For most citizens of the United States, mentioning the Ford Mustang Stallion may conjure up a double-take or at least a befuddled head scratch. For good reason, since the Stallion was simply a Canadian-built, redesigned version of the original Mustang. With notable trim changes and a different name, the introduction of the Mustang Stallion demonstrated the unique autonomy of international units of the Ford system of the time. In Europe and Australia, for example, Ford lines such as the Granada and Torino were total redesigns of US-produced models. However, the Stallion modifications were short-lived.
Mustang’s Successful Introduction in 1964: USA
In 1964, Ford introduced the all-new Ford Mustang. The first pony car of the sixties, the new Ford enjoyed immediate success for its sporty styling, handling, maneuverability, and reasonable price. The Mustang was named the 1964 Indianapolis 500 Official Pace Car and topped the charts in sales.
Unique Features of the Mustang Stallion
In an attempt to appeal particularly to young Canadian males, Mainway Ford of Toronto attempted to “redesign” the popular Mustang to create a unique and more desirable look for the Canadian market. Available only in the fastback version, the changes were strictly cosmetic, though they altered the appearance of the car substantially. The Stallion was built with a completely different rear panel robbed from the 1967 Mercury Cougar. This change featured a red plastic “lens” panel that spanned the entire breadth of the rear end. Above this panel a large “Stallion” emblem was emblazoned across the rear lid. The Stallion badge was also prevalent on each side of the vehicle. Additionally, chrome-trimmed vents were added to the sides yielding a very different appearance. The ’67 Stallion was powered by the big block S-code 390 GT engine with a four-barrel carburetor and a four-speed manual or C6 automatic transmission. The dealer offered upgraded Mustang options that included heavy-duty suspension and some chrome interior features.

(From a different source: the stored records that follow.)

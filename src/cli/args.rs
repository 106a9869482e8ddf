//! CLI flag definitions
//!
//! Almost everything is configured through the environment, so a CI build
//! step can drive buildkick without a command line. The three flags here
//! override their environment counterparts.

use buildkick_config::CliOverrides;
use clap::Parser;

/// buildkick - trigger every build configuration on a CI server
#[derive(Debug, Parser)]
#[command(name = "buildkick")]
#[command(about = "Trigger every build configuration on a CI server")]
#[command(long_about = r#"
buildkick discovers every build configuration on a CI server, skips the
excluded ones, switches selected build steps off for the duration of the run,
queues a build of each remaining configuration and waits until the server
confirms it started.

EXAMPLES:
  # See what would happen without touching the server
  buildkick --dry-run --verbose

  # Trigger everything except the deploy pipelines, skipping publish steps
  BuildExcludeBuildConfigs=Deploy_Prod,Deploy_Staging \
  BuildDisableBuildStepTypes=NuGetPublish buildkick

ENVIRONMENT:
  BuildServer                  Server address; https:// is added when no scheme is given
  BuildUsername                User for HTTP basic authentication
  BuildPassword                Password for HTTP basic authentication
  TEAMCITY_BUILD_PROPERTIES_FILE
                               CI build properties file; supplies credentials, the
                               executing configuration and the server address
  BuildAdditionalParameters    Comma separated name=value parameters for every build
  BuildDisableBuildSteps       Comma separated step ids to switch off during the run
  BuildDisableBuildStepTypes   Comma separated step types to switch off during the run
  BuildDryRun                  true to log every decision without changing anything
  BuildExcludeBuildConfigs     Comma separated configuration ids never to trigger
  BuildExcludeBuildStepTypes   Skip configurations with an enabled step of these types
  BuildSortedExecution         Process configurations sorted by id (default: true)
  BuildDebug                   true to write request and response snapshots
  BuildVerbose                 true to print the step table and effective settings
  BuildDebugDir                Directory for debug snapshots (default: .)
  BuildPollIntervalSeconds     Pause between queue status checks (default: 1)
  BuildConfirmTimeoutSeconds   Give up waiting for a queued build (default: never)

EXIT CODES:
  0  every remaining configuration was triggered (or the dry run completed)
  1  configuration, network or server error, timeout, interrupt, or usage error
"#)]
#[command(version)]
pub struct Cli {
    /// Log every decision without changing anything on the server
    #[arg(long)]
    pub dry_run: bool,

    /// Print the step table, step type usage and effective settings
    #[arg(short, long)]
    pub verbose: bool,

    /// Write request and response snapshots to the debug directory
    #[arg(long)]
    pub debug: bool,
}

impl Cli {
    /// Flags that were given; absent flags leave the environment in charge.
    #[must_use]
    pub fn overrides(&self) -> CliOverrides {
        let given = |flag: bool| flag.then_some(true);
        CliOverrides {
            dry_run: given(self.dry_run),
            verbose: given(self.verbose),
            debug: given(self.debug),
        }
    }
}
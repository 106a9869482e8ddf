//! buildkick CLI binary
//!
//! All logic is in the library; main.rs only invokes cli::run().

fn main() {
    // cli::run() handles ALL output including errors
    if let Err(code) = buildkick::cli::run() {
        std::process::exit(code.as_i32());
    }
}
//! Policy evaluation
//!
//! Rules run in a fixed order and only ever set flags:
//!
//! 1. exclude configurations with an enabled step of an excluded type
//! 2. exclude the configuration executing this run
//! 3. exclude explicitly named configurations
//! 4. mark enabled steps by id or type for temporary disabling
//!
//! Evaluation makes no network calls and is idempotent.

use buildkick_utils::types::{BuildConfig, ExclusionReason, ExclusionRule};
use tracing::{info, warn};

use crate::policy::RunPolicy;
use crate::types::{Exclusion, PolicyOutcome, PolicyWarning};

/// Apply `policy` to `configs` in place.
pub fn evaluate(configs: &mut [BuildConfig], policy: &RunPolicy) -> PolicyOutcome {
    let mut outcome = PolicyOutcome::default();

    exclude_step_types(configs, &policy.excluded_step_types, &mut outcome);
    if let Some(self_id) = &policy.self_config_id {
        exclude_self(configs, self_id, &mut outcome);
    }
    exclude_configs(configs, &policy.excluded_configs, &mut outcome);
    disable_steps(configs, policy, &mut outcome);

    for warning in &outcome.warnings {
        warn!("{warning}");
    }
    outcome
}

fn record(config: &mut BuildConfig, reason: ExclusionReason, outcome: &mut PolicyOutcome) {
    if config.exclude(reason.clone()) {
        outcome.exclusions.push(Exclusion {
            config_id: config.id.clone(),
            reason,
        });
    }
}

fn exclude_step_types(configs: &mut [BuildConfig], types: &[String], outcome: &mut PolicyOutcome) {
    if types.is_empty() {
        return;
    }

    let is_excluded = |step_type: &str| types.iter().any(|t| t == step_type);
    let mut matched = 0;

    for config in configs.iter_mut() {
        let offending: Vec<String> = config
            .enabled_steps()
            .filter(|s| is_excluded(&s.step_type))
            .map(|s| format!("{}|{}", s.name, s.step_type))
            .collect();
        if offending.is_empty() {
            continue;
        }
        matched += 1;
        let detail = offending.join(", ");
        info!("Excluding build config: '{}' ({detail})", config.id);
        record(
            config,
            ExclusionReason::with_detail(ExclusionRule::StepType, detail),
            outcome,
        );
    }
    info!("Excluding {matched} build configs (steptype).");

    for step_type in types {
        let used = configs
            .iter()
            .any(|c| c.enabled_steps().any(|s| &s.step_type == step_type));
        if !used {
            outcome
                .warnings
                .push(PolicyWarning::ExcludedStepTypeNotFound(step_type.clone()));
        }
    }
}

fn exclude_self(configs: &mut [BuildConfig], self_id: &str, outcome: &mut PolicyOutcome) {
    let mut found = false;
    for config in configs.iter_mut().filter(|c| c.id_matches(self_id)) {
        found = true;
        info!("Excluding build config (me): '{}'", config.id);
        record(config, ExclusionReason::new(ExclusionRule::SelfConfig), outcome);
    }
    if !found {
        outcome
            .warnings
            .push(PolicyWarning::SelfConfigNotFound(self_id.to_string()));
    }
}

fn exclude_configs(configs: &mut [BuildConfig], names: &[String], outcome: &mut PolicyOutcome) {
    for name in names {
        let mut found = false;
        for config in configs.iter_mut().filter(|c| c.id_matches(name)) {
            found = true;
            info!("Excluding build config: '{}'", config.id);
            record(config, ExclusionReason::new(ExclusionRule::Explicit), outcome);
        }
        if !found {
            outcome
                .warnings
                .push(PolicyWarning::ExcludedConfigNotFound(name.clone()));
        }
    }
}

fn disable_steps(configs: &mut [BuildConfig], policy: &RunPolicy, outcome: &mut PolicyOutcome) {
    let ids = &policy.disabled_step_ids;
    let types = &policy.disabled_step_types;
    if ids.is_empty() && types.is_empty() {
        return;
    }

    for step in configs
        .iter_mut()
        .flat_map(|c| c.steps.iter_mut())
        .filter(|s| s.is_enabled())
    {
        let selected = ids.iter().any(|id| *id == step.id)
            || types.iter().any(|t| *t == step.step_type);
        if selected && !step.temporarily_disable {
            step.temporarily_disable = true;
            outcome.steps_marked += 1;
        }
    }

    for id in ids {
        let found = configs
            .iter()
            .any(|c| c.enabled_steps().any(|s| &s.id == id));
        if !found {
            outcome
                .warnings
                .push(PolicyWarning::DisabledStepIdNotFound(id.clone()));
        }
    }
    for step_type in types {
        let found = configs
            .iter()
            .any(|c| c.enabled_steps().any(|s| &s.step_type == step_type));
        if !found {
            outcome
                .warnings
                .push(PolicyWarning::DisabledStepTypeNotFound(step_type.clone()));
        }
    }
}
//! Run policy: which configurations to skip and which steps to switch off

use serde::Serialize;

/// Lists that drive policy evaluation.
///
/// Configuration ids compare case-insensitively. Step ids and step types
/// compare exactly.
#[derive(Debug, Clone, Default, PartialEq, Eq, Serialize)]
pub struct RunPolicy {
    /// Configurations never to trigger
    pub excluded_configs: Vec<String>,
    /// A configuration with an enabled step of one of these types is skipped
    pub excluded_step_types: Vec<String>,
    /// Steps to switch off for the duration of the run
    pub disabled_step_ids: Vec<String>,
    pub disabled_step_types: Vec<String>,
    /// The configuration executing this run
    pub self_config_id: Option<String>,
}

impl RunPolicy {
    #[must_use]
    pub fn new() -> Self {
        Self::default()
    }

    #[must_use]
    pub fn exclude_configs<I, S>(mut self, ids: I) -> Self
    where
        I: IntoIterator<Item = S>,
        S: Into<String>,
    {
        self.excluded_configs.extend(ids.into_iter().map(Into::into));
        self
    }

    #[must_use]
    pub fn exclude_step_types<I, S>(mut self, types: I) -> Self
    where
        I: IntoIterator<Item = S>,
        S: Into<String>,
    {
        self.excluded_step_types
            .extend(types.into_iter().map(Into::into));
        self
    }

    #[must_use]
    pub fn disable_step_ids<I, S>(mut self, ids: I) -> Self
    where
        I: IntoIterator<Item = S>,
        S: Into<String>,
    {
        self.disabled_step_ids.extend(ids.into_iter().map(Into::into));
        self
    }

    #[must_use]
    pub fn disable_step_types<I, S>(mut self, types: I) -> Self
    where
        I: IntoIterator<Item = S>,
        S: Into<String>,
    {
        self.disabled_step_types
            .extend(types.into_iter().map(Into::into));
        self
    }

    #[must_use]
    pub fn with_self_config(mut self, id: impl Into<String>) -> Self {
        self.self_config_id = Some(id.into());
        self
    }
}
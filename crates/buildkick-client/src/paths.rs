//! REST addresses under `{server}/app/rest`

/// Builds full request addresses for one server.
#[derive(Debug, Clone, PartialEq, Eq)]
pub struct RestPaths {
    root: String,
}

impl RestPaths {
    /// `server` is the normalized base address without a trailing slash.
    #[must_use]
    pub fn new(server: &str) -> Self {
        Self {
            root: format!("{}/app/rest", server.trim_end_matches('/')),
        }
    }

    #[must_use]
    pub fn root(&self) -> &str {
        &self.root
    }

    #[must_use]
    pub fn build_types(&self) -> String {
        format!("{}/buildTypes", self.root)
    }

    #[must_use]
    pub fn build_type(&self, config_id: &str) -> String {
        format!("{}/buildTypes/{config_id}", self.root)
    }

    #[must_use]
    pub fn step_disabled(&self, config_id: &str, step_id: &str) -> String {
        format!("{}/buildTypes/{config_id}/steps/{step_id}/disabled", self.root)
    }

    #[must_use]
    pub fn build_queue(&self) -> String {
        format!("{}/buildQueue", self.root)
    }

    #[must_use]
    pub fn build(&self, build_id: &str) -> String {
        format!("{}/builds/id:{build_id}", self.root)
    }
}

#[cfg(test)]
mod tests {
    use super::*;

    #[test]
    fn test_addresses() {
        let paths = RestPaths::new("https://ci.example.com/");
        assert_eq!(paths.build_types(), "https://ci.example.com/app/rest/buildTypes");
        assert_eq!(
            paths.build_type("Root_Build"),
            "https://ci.example.com/app/rest/buildTypes/Root_Build"
        );
        assert_eq!(
            paths.step_disabled("Root_Build", "RUNNER_3"),
            "https://ci.example.com/app/rest/buildTypes/Root_Build/steps/RUNNER_3/disabled"
        );
        assert_eq!(paths.build_queue(), "https://ci.example.com/app/rest/buildQueue");
        assert_eq!(paths.build("412"), "https://ci.example.com/app/rest/builds/id:412");
    }
}
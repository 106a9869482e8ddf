//! buildkick - trigger every build configuration on a CI server
//!
//! buildkick discovers all build configurations and their steps through the
//! server's REST API, applies an exclusion and step-disable policy, switches
//! selected steps off for the duration of the run, queues each remaining
//! configuration and waits until the server confirms the build left the
//! queue. A dry run walks the same decisions without changing anything.
//!
//! # Quick Start (CLI)
//!
//! ```bash
//! export BuildServer=ci.example.com BuildUsername=bot BuildPassword=...
//! export BuildExcludeBuildConfigs=Nightly_Deploy
//! buildkick --dry-run --verbose
//! ```
//!
//! Inside a CI build the server address, credentials and the id of the
//! executing configuration are read from the build properties file, so only
//! the policy variables need to be set.
//!
//! # Quick Start (Library)
//!
//! ```ignore
//! use buildkick::{DebugArtifacts, HttpTransport, MapEnv, RunConfig, ServiceMessages, TriggerRun};
//!
//! let env = MapEnv::from([("BuildServer", "ci.example.com"), ("BuildUsername", "bot"), ("BuildPassword", "pw")]);
//! let config = RunConfig::load(&env, &Default::default())?;
//! let transport = HttpTransport::new(&config.credentials.username, &config.credentials.password)?;
//! let messages = ServiceMessages::stdout(config.redactor());
//! let summary = TriggerRun::new(&config, &transport, &messages, &DebugArtifacts::disabled())
//!     .execute()
//!     .await?;
//! ```
//!
//! # Crates
//!
//! | Crate | Role |
//! |-------|------|
//! | `buildkick-utils` | domain types, errors, exit codes, logging |
//! | `buildkick-redaction` | credential scrubbing |
//! | `buildkick-config` | environment and properties-file resolution |
//! | `buildkick-client` | REST transport and wire types |
//! | `buildkick-policy` | exclusion and step-disable evaluation |
//! | `buildkick-engine` | discovery, step toggling, queueing, confirmation |
//! | `buildkick-report` | console sections, summaries, debug artifacts |

pub mod cli;

pub use buildkick_client::{CiTransport, HttpTransport, RestPaths};
pub use buildkick_config::{CliOverrides, EnvSource, MapEnv, ProcessEnv, RunConfig};
pub use buildkick_engine::{Executor, PollSettings, StepBracket, TriggerRun, fetch_all};
pub use buildkick_policy::{PolicyOutcome, PolicyWarning, RunPolicy, evaluate};
pub use buildkick_redaction::CredentialRedactor;
pub use buildkick_report::{CapturedOutput, DebugArtifacts, RunSummary, ServiceMessages};
pub use buildkick_utils::{
    BuildConfig, BuildKickError, BuildStep, ConfigError, ExecutionRecord, ExecutionState,
    ExitCode, UserFriendlyError,
};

Demise of the 1967 Ford Mustang Stallion
To true Mustang aficionados, these changes were like adding an elephant’s head to a horse’s body. The 1967 Mustang Stallion was promoted by the Mainway dealership to develop franchisees for further distribution of the Stallion and to expand its presence within Canada. One source (www.ponysite.de/pony/stallion.htm) reports that only eight Stallions were actually produced and sold. The Stallion disappeared from the showroom.
Historically, there were many regional modifications of Ford products in an attempt to appeal to a local market. In the recent decade, Alan Mulally, Ford’s former CEO, created a “One Ford” concept in which all models became universal. Now, Ford models are consistent from country to country as a result of global sharing of design ideas. Ford sales have surged internationally as a result o the “One Ford” philosophy.